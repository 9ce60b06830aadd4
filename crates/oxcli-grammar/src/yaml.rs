//! YAML import and export of grammar trees.
//!
//! Each node is a mapping with a `type` key plus the fields its kind needs:
//!
//! ```yaml
//! type: cmd
//! expr: name value
//! attrs:
//!   help: set the greeting name
//!   callback: set_name
//! children:
//!   - type: re
//!     id: value
//!     pattern: "[a-zA-Z]+"
//! ```
//!
//! Embedder bindings are never written; an imported tree has none.

use std::collections::BTreeMap;

use oxcli_types::error::{CliError, Result};
use serde::{Deserialize, Serialize};

use crate::node::{Node, NodeKind};

#[derive(Debug, Serialize, Deserialize)]
struct NodeDoc {
    #[serde(rename = "type")]
    kind: String,
    #[serde(default, skip_serializing_if = "Option::is_none")]
    id: Option<String>,
    #[serde(default, skip_serializing_if = "BTreeMap::is_empty")]
    attrs: BTreeMap<String, String>,
    #[serde(default, skip_serializing_if = "Option::is_none")]
    string: Option<String>,
    #[serde(default, skip_serializing_if = "Option::is_none")]
    min: Option<i64>,
    #[serde(default, skip_serializing_if = "Option::is_none")]
    max: Option<i64>,
    #[serde(default, skip_serializing_if = "Option::is_none")]
    pattern: Option<String>,
    #[serde(default, skip_serializing_if = "Option::is_none")]
    expr: Option<String>,
    #[serde(default, skip_serializing_if = "Option::is_none")]
    child: Option<Box<NodeDoc>>,
    #[serde(default, skip_serializing_if = "Vec::is_empty")]
    children: Vec<NodeDoc>,
}

impl NodeDoc {
    fn new(kind: &str) -> Self {
        Self {
            kind: kind.to_string(),
            id: None,
            attrs: BTreeMap::new(),
            string: None,
            min: None,
            max: None,
            pattern: None,
            expr: None,
            child: None,
            children: Vec::new(),
        }
    }
}

/// Serialize a tree to a YAML document.
pub fn to_yaml(tree: &Node) -> Result<String> {
    Ok(serde_yaml::to_string(&to_doc(tree))?)
}

/// Rebuild a tree from a YAML document.
pub fn from_yaml(source: &str) -> Result<Node> {
    let doc: NodeDoc = serde_yaml::from_str(source)?;
    from_doc(doc)
}

fn to_doc(node: &Node) -> NodeDoc {
    let mut doc = NodeDoc::new(node.type_name());
    doc.id = node.id().map(str::to_string);
    doc.attrs = node.attrs().clone();
    match node.kind() {
        NodeKind::Str(word) => doc.string = Some(word.clone()),
        NodeKind::Int { min, max } => {
            doc.min = Some(*min);
            doc.max = Some(*max);
        },
        NodeKind::Re(pattern) => doc.pattern = Some(pattern.as_str().to_string()),
        NodeKind::Any => {},
        NodeKind::Seq(children) | NodeKind::Or(children) => {
            doc.children = children.iter().map(to_doc).collect();
        },
        NodeKind::Option(child) | NodeKind::ShLex(child) => {
            doc.child = Some(Box::new(to_doc(child)));
        },
        NodeKind::Cmd { expr, args, .. } => {
            doc.expr = Some(expr.clone());
            doc.children = args.iter().map(to_doc).collect();
        },
    }
    doc
}

fn required<T>(value: Option<T>, kind: &str, field: &str) -> Result<T> {
    value.ok_or_else(|| CliError::Document(format!("{kind} node requires '{field}'")))
}

fn from_doc(doc: NodeDoc) -> Result<Node> {
    let NodeDoc {
        kind,
        id,
        attrs,
        string,
        min,
        max,
        pattern,
        expr,
        child,
        children,
    } = doc;

    let convert = |docs: Vec<NodeDoc>| docs.into_iter().map(from_doc).collect::<Result<Vec<_>>>();

    let mut node = match kind.as_str() {
        "str" => Node::keyword(&required(string, &kind, "string")?),
        "int" => Node::int(min.unwrap_or(i64::MIN), max.unwrap_or(i64::MAX))?,
        "re" => Node::pattern(&required(pattern, &kind, "pattern")?)?,
        "any" => Node::any(),
        "seq" => Node::seq(convert(children)?),
        "or" => Node::or(convert(children)?),
        "option" => Node::option(from_doc(*required(child, &kind, "child")?)?),
        "sh_lex" => Node::sh_lex(from_doc(*required(child, &kind, "child")?)?),
        "cmd" => Node::cmd(&required(expr, &kind, "expr")?, convert(children)?)?,
        other => return Err(CliError::Document(format!("unknown node type '{other}'"))),
    };
    if let Some(id) = id {
        node = node.with_id(&id);
    }
    for (key, value) in &attrs {
        node.set_attr(key, value);
    }
    Ok(node)
}

#[cfg(test)]
mod tests {
    use super::*;
    use crate::node::ATTR_CALLBACK;
    use crate::parse::parse;

    fn sample() -> Node {
        let set_name = Node::cmd("name value", vec![Node::any().with_id("value")])
            .unwrap()
            .with_help("set the name")
            .with_attr(ATTR_CALLBACK, "set_name")
            .with_binding(3);
        let vlan = Node::cmd("vlan id", vec![Node::int(1, 4094).unwrap().with_id("id")])
            .unwrap()
            .with_attr(ATTR_CALLBACK, "set_vlan");
        let set = Node::seq(vec![Node::keyword("set"), Node::or(vec![set_name, vlan])]);
        Node::or(vec![set, Node::option(Node::pattern("[a-z]+").unwrap())])
    }

    #[test]
    fn export_then_import_keeps_behaviour() {
        let yaml = to_yaml(&sample()).unwrap();
        assert!(yaml.contains("callback: set_name"));
        assert!(yaml.contains("expr: name value"));

        let tree = Node::sh_lex(from_yaml(&yaml).unwrap());
        let p = parse(&tree, "set name Alice").unwrap();
        assert!(p.matches());
        assert_eq!(p.find_attr(ATTR_CALLBACK), Some("set_name"));
        assert_eq!(p.get_str("value"), Some("Alice"));
        // Bindings do not survive a document.
        assert_eq!(p.find_binding(), None);

        assert!(parse(&tree, "set vlan 10").unwrap().matches());
        assert!(!parse(&tree, "set vlan 5000").unwrap().matches());
    }

    #[test]
    fn translated_keywords_keep_identifier() {
        let yaml = r#"
type: or
children:
  - type: seq
    children:
      - type: str
        string: definir
      - type: cmd
        expr: nom value
        attrs:
          callback: set_name
          help: definir le nom
        children:
          - type: any
            id: value
"#;
        let tree = Node::sh_lex(from_yaml(yaml).unwrap());
        let p = parse(&tree, "definir nom Alice").unwrap();
        assert!(p.matches());
        assert_eq!(p.find_attr(ATTR_CALLBACK), Some("set_name"));
    }

    #[test]
    fn unknown_type_is_document_error() {
        let err = from_yaml("type: bogus\n").unwrap_err();
        assert!(matches!(err, CliError::Document(_)));
    }

    #[test]
    fn missing_field_is_document_error() {
        assert!(matches!(from_yaml("type: str\n"), Err(CliError::Document(_))));
        assert!(matches!(from_yaml("type: option\n"), Err(CliError::Document(_))));
    }

    #[test]
    fn malformed_yaml_is_yaml_error() {
        assert!(matches!(from_yaml("type: [unclosed"), Err(CliError::Yaml(_))));
    }
}
//! Shell-like line tokenizer.

use oxcli_types::error::{CliError, Result};

/// Split a line into tokens.
///
/// Supports single quotes (literal), double quotes (with `\"` and `\\`
/// escapes) and backslash escapes outside quotes.
pub fn tokenize(input: &str) -> Result<Vec<String>> {
    Ok(lex(input)?.tokens)
}

/// Tokenize for completion: a trailing separator (or an empty line)
/// yields an empty final token, the word being typed.
pub fn tokenize_partial(input: &str) -> Result<Vec<String>> {
    let lexed = lex(input)?;
    let mut tokens = lexed.tokens;
    if tokens.is_empty() || lexed.trailing_space {
        tokens.push(String::new());
    }
    Ok(tokens)
}

struct Lexed {
    tokens: Vec<String>,
    trailing_space: bool,
}

fn lex(input: &str) -> Result<Lexed> {
    let mut tokens = Vec::new();
    let mut current = String::new();
    // A quoted empty string is still a token.
    let mut has_token = false;
    let mut chars = input.chars().peekable();
    let mut in_single = false;
    let mut in_double = false;
    let mut trailing_space = false;

    while let Some(ch) = chars.next() {
        trailing_space = false;
        if in_single {
            if ch == '\'' {
                in_single = false;
            } else {
                current.push(ch);
            }
        } else if in_double {
            if ch == '"' {
                in_double = false;
            } else if ch == '\\'
                && let Some(&next) = chars.peek()
                && matches!(next, '"' | '\\')
            {
                current.push(next);
                chars.next();
            } else {
                current.push(ch);
            }
        } else {
            match ch {
                '\'' => {
                    in_single = true;
                    has_token = true;
                },
                '"' => {
                    in_double = true;
                    has_token = true;
                },
                '\\' => match chars.next() {
                    Some(next) => {
                        current.push(next);
                        has_token = true;
                    },
                    None => return Err(CliError::Parse("trailing backslash".to_string())),
                },
                c if c.is_whitespace() => {
                    if has_token {
                        tokens.push(std::mem::take(&mut current));
                        has_token = false;
                    }
                    trailing_space = true;
                },
                _ => {
                    current.push(ch);
                    has_token = true;
                },
            }
        }
    }

    if in_single {
        return Err(CliError::Parse("unterminated single quote".to_string()));
    }
    if in_double {
        return Err(CliError::Parse("unterminated double quote".to_string()));
    }

    if has_token {
        tokens.push(current);
    }

    Ok(Lexed {
        tokens,
        trailing_space,
    })
}
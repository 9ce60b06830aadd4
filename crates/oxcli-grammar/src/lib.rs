//! Grammar engine for oxcli.
//!
//! Builds command grammars out of composable nodes, matches tokenized
//! lines against them, proposes completions for partially typed words,
//! and moves trees in and out of YAML documents.

mod complete;
mod lexer;
mod node;
mod parse;
mod yaml;

/// Completion candidates for a partial line.
pub use complete::{Completion, CompletionKind, complete, full_count};
/// Shell-like tokenizer.
pub use lexer::{tokenize, tokenize_partial};
/// Grammar nodes and well-known attribute keys.
pub use node::{ATTR_CALLBACK, ATTR_HELP, Node, NodeKind, Pattern};
/// Parse results and the parse entry point.
pub use parse::{Parse, ParseNode, parse};
/// YAML document conversion.
pub use yaml::{from_yaml, to_yaml};
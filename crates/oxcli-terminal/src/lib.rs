//! Command interpreter for oxcli.
//!
//! Applications describe their commands as [`CommandDef`]s, queue them on a
//! [`GrammarBuilder`], and hand the builder to [`Cli::new`]. The resulting
//! interpreter tracks a context stack, expands abbreviated words, dispatches
//! to handlers, serializes state as a replayable running configuration, and
//! can swap its grammar for a translated YAML document at startup.

pub mod args;
mod assembly;
mod builtins;
mod command;
mod context;
mod doc;
mod editor;
mod fmt;
mod handlers;
mod interpreter;
mod locale;
mod output;
mod runtime;
mod session;

/// Grammar assembly units and the build result.
pub use assembly::{
    Assembly, GrammarBuilder, PRIO_ATTACH, PRIO_COMMANDS, PRIO_FINALIZE, PRIO_GROUPS, PRIO_ROOT,
    Registry,
};
/// Builtin help, quit, show and write commands.
pub use builtins::register_builtins;
/// Command definitions and the handler calling convention.
pub use command::{Alias, CommandDef, CommandOutput, Environment, Handler, OutputSpec, Syntax};
/// Context frames and prompt derivation.
pub use context::ContextStack;
/// Command documentation tables and renderers.
pub use doc::{
    DocEntry, DocFormat, DocTable, command_help, command_listing, command_syntax, render_file,
    render_terminal,
};
/// Line sources for local sessions.
pub use editor::{LineEditor, ReadResult, RustylineEditor, StreamEditor};
/// `{name}` template substitution.
pub use fmt::{FmtValue, format_template};
/// Handler lookup by slot or identifier.
pub use handlers::{Dispatch, HandlerTable};
/// The interpreter.
pub use interpreter::Cli;
/// Output format overrides and grammar documents.
pub use locale::{
    FormatOverrides, companion_formats_path, export_document, load_grammar, write_grammar,
};
/// Running-configuration serializers.
pub use output::{Emitter, OutputEntry, OutputRegistry};
/// Remote session front end.
pub use runtime::RemoteServer;
/// Per-session mode, context and grammar.
pub use session::{Session, SessionMode};
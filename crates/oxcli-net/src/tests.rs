//! Socket-level tests for the backend and the session listener.

use std::io::{Read, Write};
use std::net::TcpStream;
use std::time::Duration;

use oxcli_types::backend::NetworkBackend;

use super::*;

/// Helper: find a free TCP port by binding to port 0 and releasing it.
fn free_port() -> u16 {
    let tmp = std::net::TcpListener::bind("127.0.0.1:0").unwrap();
    let port = tmp.local_addr().unwrap().port();
    drop(tmp);
    port
}

fn settle() {
    std::thread::sleep(Duration::from_millis(50));
}

fn started() -> (SessionListener, StdNetworkBackend, u16) {
    let port = free_port();
    let mut backend = StdNetworkBackend::new();
    let mut listener = SessionListener::new(port);
    listener.start(&mut backend).unwrap();
    (listener, backend, port)
}

// ---------------------------------------------------------------------------
// StdNetworkBackend tests
// ---------------------------------------------------------------------------

#[test]
fn listen_and_accept() {
    let mut backend = StdNetworkBackend::new();
    let port = free_port();
    backend.listen(port).unwrap();
    assert_eq!(backend.local_addr().unwrap().port(), port);

    assert!(backend.accept().unwrap().is_none());

    let mut client = TcpStream::connect(("127.0.0.1", port)).unwrap();
    client.write_all(b"hello").unwrap();
    settle();

    let mut server_stream = backend.accept().unwrap().expect("expected connection");
    assert!(server_stream.peer_addr().is_some());

    let mut buf = [0u8; 64];
    let n = server_stream.read(&mut buf).unwrap();
    assert_eq!(&buf[..n], b"hello");

    server_stream.write(b"world").unwrap();
    settle();
    let mut response = [0u8; 64];
    let n = client.read(&mut response).unwrap();
    assert_eq!(&response[..n], b"world");

    server_stream.close().unwrap();
}

#[test]
fn accept_without_listen_errors() {
    let mut backend = StdNetworkBackend::new();
    assert!(backend.accept().is_err());
}

#[test]
fn shutdown_releases_socket() {
    let mut backend = StdNetworkBackend::new();
    backend.listen(free_port()).unwrap();
    backend.shutdown();
    assert!(backend.local_addr().is_none());
    assert!(backend.accept().is_err());
}

// ---------------------------------------------------------------------------
// SessionListener tests
// ---------------------------------------------------------------------------

#[test]
fn client_lines_are_reported() {
    let (mut listener, mut backend, port) = started();
    let mut client = TcpStream::connect(("127.0.0.1", port)).unwrap();
    settle();

    let events = listener.poll(&mut backend);
    assert!(matches!(events.as_slice(), [SessionEvent::Connected(_)]));
    assert!(listener.has_client());

    client.write_all(b"show version\r\nhel").unwrap();
    settle();
    let events = listener.poll(&mut backend);
    assert_eq!(events, vec![SessionEvent::Line("show version".into())]);

    client.write_all(b"lo\n").unwrap();
    settle();
    let events = listener.poll(&mut backend);
    assert_eq!(events, vec![SessionEvent::Line("hello".into())]);

    listener.send("Hello, world!\n").unwrap();
    settle();
    let mut buf = [0u8; 64];
    let n = client.read(&mut buf).unwrap();
    assert_eq!(&buf[..n], b"Hello, world!\n");
}

#[test]
fn second_connection_is_rejected_with_notice() {
    let (mut listener, mut backend, port) = started();
    let _first = TcpStream::connect(("127.0.0.1", port)).unwrap();
    settle();
    listener.poll(&mut backend);
    let active = listener.client_addr().unwrap().to_string();

    let mut second = TcpStream::connect(("127.0.0.1", port)).unwrap();
    second
        .set_read_timeout(Some(Duration::from_secs(2)))
        .unwrap();
    settle();
    let events = listener.poll(&mut backend);
    assert!(events.is_empty());

    let mut notice = String::new();
    second.read_to_string(&mut notice).unwrap();
    assert_eq!(notice, format!("Another session is active from {active}\r\n"));

    // The first session is untouched.
    assert_eq!(listener.client_addr(), Some(active.as_str()));
}

#[test]
fn disconnect_frees_the_slot() {
    let (mut listener, mut backend, port) = started();
    let first = TcpStream::connect(("127.0.0.1", port)).unwrap();
    settle();
    listener.poll(&mut backend);
    drop(first);
    settle();

    let events = listener.poll(&mut backend);
    assert_eq!(events.last(), Some(&SessionEvent::Disconnected));
    assert!(!listener.has_client());

    let _next = TcpStream::connect(("127.0.0.1", port)).unwrap();
    settle();
    let events = listener.poll(&mut backend);
    assert!(matches!(events.as_slice(), [SessionEvent::Connected(_)]));
}

#[test]
fn stop_closes_everything() {
    let (mut listener, mut backend, port) = started();
    let _client = TcpStream::connect(("127.0.0.1", port)).unwrap();
    settle();
    listener.poll(&mut backend);
    listener.stop(&mut backend);
    assert!(!listener.is_listening());
    assert!(!listener.has_client());
    assert!(listener.poll(&mut backend).is_empty());
}

#[test]
fn overlong_line_never_runs_its_tail() {
    let (mut listener, mut backend, port) = started();
    let mut client = TcpStream::connect(("127.0.0.1", port)).unwrap();
    settle();
    listener.poll(&mut backend);

    client.write_all(&[b'a'; 5000]).unwrap();
    settle();
    let first = listener.poll(&mut backend);
    assert_eq!(first, vec![SessionEvent::Overlong]);

    client.write_all(b"zzz quit\nhello\n").unwrap();
    settle();
    let second = listener.poll(&mut backend);
    assert_eq!(second, vec![SessionEvent::Line("hello".into())]);
}

#[test]
fn crlf_split_across_writes_gives_one_line() {
    let (mut listener, mut backend, port) = started();
    let mut client = TcpStream::connect(("127.0.0.1", port)).unwrap();
    client.set_nodelay(true).unwrap();
    settle();
    listener.poll(&mut backend);

    client.write_all(b"hello\r").unwrap();
    settle();
    assert_eq!(listener.poll(&mut backend), vec![SessionEvent::Line("hello".into())]);

    client.write_all(b"\n").unwrap();
    settle();
    assert!(listener.poll(&mut backend).is_empty());
}
//! Running-config serialization registry.
//!
//! Stateful commands register an emitter that turns live state back into
//! replayable command text. Entries are kept sorted by priority, ties in
//! registration order, and dumped grouped under `! <group> configuration`
//! markers.

use crate::locale::FormatOverrides;

/// Writes the command text reproducing one piece of state.
///
/// Receives the effective template (a format override or the default) and
/// appends to `out`. Emitters decide themselves whether anything is due;
/// state still at its default usually emits nothing.
pub type Emitter<S> = fn(state: &S, template: &str, out: &mut String);

/// One registered emitter.
pub struct OutputEntry<S> {
    pub identifier: String,
    pub group: String,
    pub template: String,
    pub priority: i32,
    pub emitter: Emitter<S>,
}

impl<S> std::fmt::Debug for OutputEntry<S> {
    fn fmt(&self, f: &mut std::fmt::Formatter<'_>) -> std::fmt::Result {
        f.debug_struct("OutputEntry")
            .field("identifier", &self.identifier)
            .field("group", &self.group)
            .field("priority", &self.priority)
            .finish_non_exhaustive()
    }
}

/// Ordered emitter registry.
pub struct OutputRegistry<S> {
    entries: Vec<OutputEntry<S>>,
}

impl<S> Default for OutputRegistry<S> {
    fn default() -> Self {
        Self {
            entries: Vec::new(),
        }
    }
}

impl<S> OutputRegistry<S> {
    pub fn new() -> Self {
        Self::default()
    }

    /// Insert an entry after every entry of lower or equal priority.
    ///
    /// An existing entry with the same identifier is dropped first.
    pub fn register(
        &mut self,
        identifier: &str,
        group: &str,
        template: &str,
        emitter: Emitter<S>,
        priority: i32,
    ) {
        if let Some(pos) = self.entries.iter().position(|e| e.identifier == identifier) {
            log::debug!("replacing output entry '{identifier}'");
            self.entries.remove(pos);
        }
        let at = self
            .entries
            .iter()
            .position(|e| e.priority > priority)
            .unwrap_or(self.entries.len());
        self.entries.insert(
            at,
            OutputEntry {
                identifier: identifier.to_string(),
                group: group.to_string(),
                template: template.to_string(),
                priority,
                emitter,
            },
        );
    }

    pub fn entries(&self) -> &[OutputEntry<S>] {
        &self.entries
    }

    pub fn len(&self) -> usize {
        self.entries.len()
    }

    pub fn is_empty(&self) -> bool {
        self.entries.is_empty()
    }

    /// Default template registered for `identifier`.
    pub fn template(&self, identifier: &str) -> Option<&str> {
        self.entries
            .iter()
            .find(|e| e.identifier == identifier)
            .map(|e| e.template.as_str())
    }

    /// Render the running configuration of `state`.
    pub fn dump(&self, state: &S, formats: &FormatOverrides) -> String {
        let mut out = String::from("! running configuration\n!\n");
        let mut current: Option<&str> = None;
        for entry in &self.entries {
            if current != Some(entry.group.as_str()) {
                if let Some(prev) = current {
                    out.push_str(&format!("! end {prev}\n"));
                }
                out.push_str(&format!("! {} configuration\n", entry.group));
                current = Some(entry.group.as_str());
            }
            let template = formats.get(&entry.identifier).unwrap_or(&entry.template);
            (entry.emitter)(state, template, &mut out);
        }
        if let Some(last) = current {
            out.push_str(&format!("! end {last}\n"));
        }
        out.push_str("!\n! end\n");
        out
    }
}
//! Telegram bot API delivery.

use super::http_client;

/// Public Telegram bot API endpoint.
const TELEGRAM_API_BASE: &str = "https://api.telegram.org";

/// Error type for Telegram delivery failures.
#[derive(Debug, thiserror::Error)]
pub enum TelegramError {
    #[error("HTTP request failed: {0}")]
    Request(#[from] reqwest::Error),

    #[error("Telegram API returned HTTP {0}")]
    HttpStatus(u16),
}

/// Sends messages through a bot's `sendMessage` method.
pub struct TelegramDelivery {
    client: reqwest::Client,
    api_base: String,
}

impl TelegramDelivery {
    pub fn new() -> Self {
        Self::with_api_base(TELEGRAM_API_BASE)
    }

    /// Point at a different bot API host (self-hosted Bot API server, tests).
    pub fn with_api_base(api_base: impl Into<String>) -> Self {
        Self {
            client: http_client(),
            api_base: api_base.into(),
        }
    }

    /// `sendMessage` URL for the given bot token.
    pub fn send_message_url(&self, bot_token: &str) -> String {
        format!(
            "{}/bot{}/sendMessage",
            self.api_base.trim_end_matches('/'),
            bot_token
        )
    }

    /// POST `{ chat_id, text }` to the bot API.
    pub async fn deliver(
        &self,
        bot_token: &str,
        chat_id: &str,
        message: &str,
    ) -> Result<(), TelegramError> {
        let payload = serde_json::json!({ "chat_id": chat_id, "text": message });

        let response = self
            .client
            .post(self.send_message_url(bot_token))
            .json(&payload)
            .send()
            .await?;
        if !response.status().is_success() {
            return Err(TelegramError::HttpStatus(response.status().as_u16()));
        }

        tracing::info!(chat_id, "Telegram notification sent");
        Ok(())
    }
}

impl Default for TelegramDelivery {
    fn default() -> Self {
        Self::new()
    }
}

// ---------------------------------------------------------------------------
// Tests
// ---------------------------------------------------------------------------
use std::sync::Arc;

use tokio::sync::Mutex;
use zerostat_agent::dispatcher::ActionDispatcher;
use zerostat_agent::persistence::{RuleFile, SettingsFile};
use zerostat_events::NotificationConfig;
use zerostat_agent::sampler::Sampler;
use zerostat_agent::store::RuleStore;

use crate::config::ServerConfig;

/// Shared application state available to all Axum handlers via `State<AppState>`.
///
/// Cheaply cloneable; everything inside is behind an `Arc`.
#[derive(Clone)]
pub struct AppState {
    pub config: Arc<ServerConfig>,
    /// Alert rules, shared with the evaluator.
    pub rules: Arc<RuleStore>,
    /// Host sampler, shared with the evaluator.
    pub sampler: Arc<Sampler>,
    /// Notification and shell dispatch; used here for test notifications.
    pub dispatcher: Arc<ActionDispatcher>,
    pub rule_file: Arc<RuleFile>,
    pub settings_file: Arc<SettingsFile>,
    /// Serializes writes of `rule_file` so the newest list always lands last.
    save_lock: Arc<Mutex<()>>,
    /// Serializes settings updates so the applied and saved copies agree.
    settings_lock: Arc<Mutex<()>>,
}

impl AppState {
    pub fn new(
        config: ServerConfig,
        rules: Arc<RuleStore>,
        sampler: Arc<Sampler>,
        dispatcher: Arc<ActionDispatcher>,
        rule_file: RuleFile,
        settings_file: SettingsFile,
    ) -> Self {
        Self {
            config: Arc::new(config),
            rules,
            sampler,
            dispatcher,
            rule_file: Arc::new(rule_file),
            settings_file: Arc::new(settings_file),
            save_lock: Arc::new(Mutex::new(())),
            settings_lock: Arc::new(Mutex::new(())),
        }
    }

    /// Write the current rule list to disk. Best-effort.
    pub async fn persist_rules(&self) {
        let _guard = self.save_lock.lock().await;
        let rules = self.rules.list_rules().await;
        self.rule_file.save(&rules).await;
    }

    /// Apply new notification settings and write them to disk. Returns the
    /// normalized settings now in effect.
    pub async fn replace_notification_settings(&self, config: NotificationConfig) -> NotificationConfig {
        let _guard = self.settings_lock.lock().await;
        let notifier = self.dispatcher.notifier();
        notifier.update_config(config).await;
        let applied = notifier.config().await;
        self.settings_file.save(&applied).await;
        applied
    }
}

▶ **ASSIGNMENT**:
Beginning with the first line of the listing above, print each line exactly until you have printed the line that contains "tree has none.".

▶ **SOLVED EXERCISE**:
repository 9ce60b06830aadd4
filename crates/oxcli-grammar/src/yaml.rs
//! YAML import and export of grammar trees.
//!
//! Each node is a mapping with a `type` key plus the fields its kind needs:
//!
//! ```yaml
//! type: cmd
//! expr: name value
//! attrs:
//!   help: set the greeting name
//!   callback: set_name
//! children:
//!   - type: re
//!     id: value
//!     pattern: "[a-zA-Z]+"
//! ```
//!
//! Embedder bindings are never written; an imported tree has none.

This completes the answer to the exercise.